Divertissement pascalien
« La seule chose qui nous console de nos misères est le divertissement, et cependant c’est la plus grande de nos misères. » (1) On connaît l’importance accordée par Blaise Pascal au divertissement dans sa description de la misère de l’homme. La lucidité de l’analyse pascalienne se trouve malheureusement confortée, à quelques siècles de distance, par le spectacle édifiant de la société du divertissement. Que l’on ne s’y trompe pas cependant, le constat sévère de l’auteur des Pensées n’est pas une condamnation moralisatrice. Il laisse aux « demi-savants » (2) le loisir de se scandaliser. Quant à lui, ce sont plutôt les ambiguïtés du divertissement qui retiennent son attention, pour ce qu’elles révèlent de la condition humaine : « Tout le malheur des hommes vient d’une seule chose, qui est de ne savoir pas demeurer en repos dans une chambre. » (3) Il n’en demeure pas moins que l’idée d’un usage, non pas seulement nécessaire, mais également vertueux du jeu ou de la plaisanterie, semble à première vue parfaitement étrangère à l’approche pascalienne. Faudra-t-il donc, à Pascal, opposer saint Thomas ? Ce dernier, en effet, réserve dans sa morale une place, certes discrète, à la vertu du jeu, qu’Aristote appelait eutrapelia et qu’il traduit par jucunditas – nous dirions : enjouement, ou gaieté (4).
Eutrapélie thomiste
Le point de départ de la réflexion de l’Aquinate est la reconnaissance de la nécessité du jeu.

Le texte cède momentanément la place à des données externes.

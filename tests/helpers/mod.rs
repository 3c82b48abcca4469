// Test helper modules for HTTP tests
//
// The app is built in-process with the same route configuration the binary
// uses; no network and no external services are involved.
//
// Usage:
//   #[path = "../helpers/mod.rs"]
//   mod helpers;
//   use helpers::*;

#![allow(dead_code)]

pub mod test_data;

pub use assertions::*;
pub use test_data::*;
pub mod error_handler;
pub mod request_id;

pub use error_handler::{error_response, json_error_handler};
pub use request_id::{RequestId, RequestIdValue};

Contrairement à celle du divertissement pascalien, elle ne découle pas du besoin de se distraire de la misère, mais du besoin de reposer l’âme : « De même, en effet, que l’on a besoin de se reposer des travaux corporels en s’arrêtant de temps en temps, de même aussi on a besoin de se reposer l’âme un moment de la tension de l’esprit avec laquelle on s’adonne aux choses sérieuses ; et c’est avec le jeu qu’on le fait. » (5) Or, « le repos de l’âme, c’est le plaisir. […] C’est pourquoi il faut remédier à la fatigue de l’âme en s’accordant quelque plaisir qui interrompe l’effort d’application de la raison. » (6) Le jeu est donc cette activité par laquelle on recherche le plaisir de l’âme (7), ayant…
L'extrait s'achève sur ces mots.